TASK BRIEF
In the listing that follows, count every line with the word "interval" in it and write only the total.

DATA EXTRACT
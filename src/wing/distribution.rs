use crate::airfoil::AirfoilCode;
use crate::algorithms::interpolate_linear;
use crate::{Result, WingError};
use serde::{Deserialize, Serialize};
use std::fmt::{Debug, Formatter};
use std::sync::Arc;

pub type SpanFunction = Arc<dyn Fn(f64) -> f64 + Send + Sync>;

/// A scalar quantity defined along the span. Every form resolves to one value per span station.
#[derive(Clone, Deserialize)]
#[serde(rename_all = "lowercase")]
pub enum Distribution {
    /// The same value at every station
    Constant(f64),

    /// `(position, value)` pairs with strictly increasing positions, linearly interpolated
    Samples(Vec<(f64, f64)>),

    /// A continuous function of the span position
    #[serde(skip)]
    Function(SpanFunction),

    /// Column form of `Samples`
    Table { positions: Vec<f64>, values: Vec<f64> },
}

impl Debug for Distribution {
    fn fmt(&self, f: &mut Formatter<'_>) -> std::fmt::Result {
        match self {
            Distribution::Constant(v) => write!(f, "Constant({})", v),
            Distribution::Samples(s) => write!(f, "Samples({:?})", s),
            Distribution::Function(_) => write!(f, "Function(..)"),
            Distribution::Table { positions, values } => {
                write!(f, "Table {{ positions: {:?}, values: {:?} }}", positions, values)
            }
        }
    }
}

impl Distribution {
    pub fn constant(value: f64) -> Self {
        Distribution::Constant(value)
    }

    pub fn samples(pairs: Vec<(f64, f64)>) -> Self {
        Distribution::Samples(pairs)
    }

    pub fn function(f: impl Fn(f64) -> f64 + Send + Sync + 'static) -> Self {
        Distribution::Function(Arc::new(f))
    }

    pub fn table(positions: Vec<f64>, values: Vec<f64>) -> Self {
        Distribution::Table { positions, values }
    }

    /// Evaluate the distribution at each station. `name` identifies the distribution in errors.
    pub fn resolve(&self, name: &str, stations: &[f64]) -> Result<Vec<f64>> {
        let invalid = |reason: String| WingError::InvalidDistribution {
            name: name.to_string(),
            reason,
        };

        let values: Vec<f64> = match self {
            Distribution::Constant(v) => vec![*v; stations.len()],
            Distribution::Function(f) => stations.iter().map(|y| f(*y)).collect(),
            Distribution::Samples(pairs) => {
                let (positions, values): (Vec<f64>, Vec<f64>) = pairs.iter().cloned().unzip();
                interpolate_table(&positions, &values, stations).map_err(|e| match e {
                    WingError::InvalidDistribution { reason, .. } => invalid(reason),
                    other => other,
                })?
            }
            Distribution::Table { positions, values } => {
                if positions.len() != values.len() {
                    return Err(invalid(format!(
                        "{} positions but {} values",
                        positions.len(),
                        values.len()
                    )));
                }
                interpolate_table(positions, values, stations).map_err(|e| match e {
                    WingError::InvalidDistribution { reason, .. } => invalid(reason),
                    other => other,
                })?
            }
        };

        if let Some((y, v)) = stations.iter().zip(values.iter()).find(|(_, v)| !v.is_finite()) {
            return Err(invalid(format!("non-finite value {} at y = {}", v, y)));
        }

        Ok(values)
    }
}

fn interpolate_table(positions: &[f64], values: &[f64], stations: &[f64]) -> Result<Vec<f64>> {
    let invalid = |reason: &str| WingError::InvalidDistribution {
        name: String::new(),
        reason: reason.to_string(),
    };

    if positions.is_empty() {
        return Err(invalid("no sample points"));
    }
    if positions.windows(2).any(|w| w[1] <= w[0]) {
        return Err(invalid("sample positions must be strictly increasing"));
    }

    stations
        .iter()
        .map(|y| interpolate_linear(positions, values, *y))
        .collect()
}

/// One airfoil applied over the half-open span fraction interval `[start, end)`.
#[derive(Debug, Clone, PartialEq, Serialize, Deserialize)]
pub struct AirfoilRegion {
    pub airfoil: AirfoilCode,
    pub start: f64,
    pub end: f64,
}

impl AirfoilRegion {
    pub fn new(airfoil: AirfoilCode, start: f64, end: f64) -> Self {
        AirfoilRegion {
            airfoil,
            start,
            end,
        }
    }

    fn contains(&self, fraction: f64) -> bool {
        (self.start <= fraction && fraction < self.end) || (self.end == 1.0 && fraction == 1.0)
    }
}

/// Serialized form of an airfoil distribution: one airfoil code, or a list of regions
#[derive(Deserialize)]
#[serde(untagged)]
pub enum AirfoilLayout {
    Single(AirfoilCode),
    Regions(Vec<AirfoilRegion>),
}

/// Assigns airfoils to span fractions `y / halfspan`. Regions may not overlap; a fraction that
/// falls in a gap between regions is reported when it is looked up.
#[derive(Debug, Clone, PartialEq, Deserialize)]
#[serde(try_from = "AirfoilLayout")]
pub struct AirfoilDistribution {
    regions: Vec<AirfoilRegion>,
}

impl TryFrom<AirfoilLayout> for AirfoilDistribution {
    type Error = WingError;

    fn try_from(value: AirfoilLayout) -> Result<Self> {
        match value {
            AirfoilLayout::Single(code) => Ok(Self::uniform(code)),
            AirfoilLayout::Regions(regions) => Self::new(regions),
        }
    }
}

impl AirfoilDistribution {
    pub fn new(mut regions: Vec<AirfoilRegion>) -> Result<Self> {
        let invalid = |reason: String| WingError::InvalidDistribution {
            name: "airfoil".to_string(),
            reason,
        };

        if regions.is_empty() {
            return Err(invalid("at least one airfoil region is required".to_string()));
        }

        for r in regions.iter() {
            if !(0.0..=1.0).contains(&r.start) || !(0.0..=1.0).contains(&r.end) || r.start >= r.end
            {
                return Err(invalid(format!(
                    "region [{}, {}) for {} is not an interval within [0, 1]",
                    r.start, r.end, r.airfoil
                )));
            }
        }

        regions.sort_by(|a, b| a.start.total_cmp(&b.start));
        if let Some(w) = regions.windows(2).find(|w| w[1].start < w[0].end) {
            return Err(invalid(format!(
                "regions for {} and {} overlap",
                w[0].airfoil, w[1].airfoil
            )));
        }

        Ok(AirfoilDistribution { regions })
    }

    /// A single airfoil over the entire span
    pub fn uniform(airfoil: AirfoilCode) -> Self {
        AirfoilDistribution {
            regions: vec![AirfoilRegion::new(airfoil, 0.0, 1.0)],
        }
    }

    pub fn regions(&self) -> &[AirfoilRegion] {
        &self.regions
    }

    pub fn lookup(&self, fraction: f64) -> Result<&AirfoilCode> {
        self.regions
            .iter()
            .find(|r| r.contains(fraction))
            .map(|r| &r.airfoil)
            .ok_or(WingError::SpanLookup { fraction })
    }
}
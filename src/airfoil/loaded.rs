use crate::airfoil::{AirfoilGeometry, Sampling};
use crate::{Result, WingError};
use ncollide2d::na::Point2;
use std::collections::HashMap;
use std::fs;
use std::path::{Path, PathBuf};

/// A source of digitized airfoil coordinates, looked up by airfoil name. Coordinates are returned
/// in horseshoe order, from the upper trailing edge around the leading edge to the lower trailing
/// edge.
pub trait CoordinateRepository {
    fn coordinates(&self, name: &str) -> Result<Vec<Point2<f64>>>;
}

/// Parse a two column coordinate table. The first line is a descriptive header and is skipped;
/// columns may be separated by whitespace or commas and blank lines are ignored.
pub fn parse_coordinates(text: &str) -> Result<Vec<Point2<f64>>> {
    let mut points = Vec::new();
    for (i, line) in text.lines().enumerate().skip(1) {
        let trimmed = line.trim();
        if trimmed.is_empty() {
            continue;
        }

        let parse_error = || WingError::Parse {
            line: i + 1,
            text: trimmed.to_string(),
        };

        let values = trimmed
            .split(|c: char| c.is_whitespace() || c == ',')
            .filter(|s| !s.is_empty())
            .map(|s| s.parse::<f64>().map_err(|_| parse_error()))
            .collect::<Result<Vec<f64>>>()?;

        match values.as_slice() {
            [x, z, ..] => points.push(Point2::new(*x, *z)),
            _ => return Err(parse_error()),
        }
    }

    Ok(points)
}

/// Coordinate files stored in a single directory as `<name>.dat` (or `<name>.txt`).
pub struct DirectoryRepository {
    root: PathBuf,
}

impl DirectoryRepository {
    pub fn new(root: impl Into<PathBuf>) -> Self {
        DirectoryRepository { root: root.into() }
    }

    pub fn root(&self) -> &Path {
        &self.root
    }

    fn locate(&self, name: &str) -> Option<PathBuf> {
        let lower = name.to_lowercase();
        [name, lower.as_str()]
            .iter()
            .flat_map(|stem| ["dat", "txt"].map(|ext| self.root.join(format!("{}.{}", stem, ext))))
            .find(|path| path.is_file())
    }
}

impl CoordinateRepository for DirectoryRepository {
    fn coordinates(&self, name: &str) -> Result<Vec<Point2<f64>>> {
        let path = self
            .locate(name)
            .ok_or_else(|| WingError::AirfoilNotFound(name.to_string()))?;

        log::debug!("Loading airfoil '{}' from {}", name, path.display());
        parse_coordinates(&fs::read_to_string(path)?)
    }
}

/// Coordinate sets held in memory, keyed by lowercase name.
#[derive(Default)]
pub struct MemoryRepository {
    entries: HashMap<String, Vec<Point2<f64>>>,
}

impl MemoryRepository {
    pub fn insert(&mut self, name: &str, points: Vec<Point2<f64>>) {
        self.entries.insert(name.to_lowercase(), points);
    }

    pub fn with(mut self, name: &str, points: Vec<Point2<f64>>) -> Self {
        self.insert(name, points);
        self
    }
}

impl CoordinateRepository for MemoryRepository {
    fn coordinates(&self, name: &str) -> Result<Vec<Point2<f64>>> {
        self.entries
            .get(&name.to_lowercase())
            .cloned()
            .ok_or_else(|| WingError::AirfoilNotFound(name.to_string()))
    }
}

/// An airfoil defined by digitized unit chord coordinates. Sections are produced by fitting each
/// surface with a spline and resampling it on the requested chordwise grid.
pub struct LoadedAirfoil {
    name: String,
    source: AirfoilGeometry,
}

impl LoadedAirfoil {
    pub fn load(repository: &dyn CoordinateRepository, name: &str) -> Result<LoadedAirfoil> {
        Self::from_points(name, repository.coordinates(name)?)
    }

    pub fn from_points(name: &str, points: Vec<Point2<f64>>) -> Result<LoadedAirfoil> {
        Ok(LoadedAirfoil {
            name: name.to_string(),
            source: AirfoilGeometry::from_points(points)?,
        })
    }

    pub fn name(&self) -> &str {
        &self.name
    }

    pub fn source(&self) -> &AirfoilGeometry {
        &self.source
    }

    pub fn generate(&self, chord: f64, sampling: &Sampling) -> Result<AirfoilGeometry> {
        sampling.validate()?;
        let grid = sampling.unit_grid()?;
        Ok(self.source.resample(&grid, &sampling.spline)?.scaled(chord))
    }
}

EXERCISE RESPONSE
2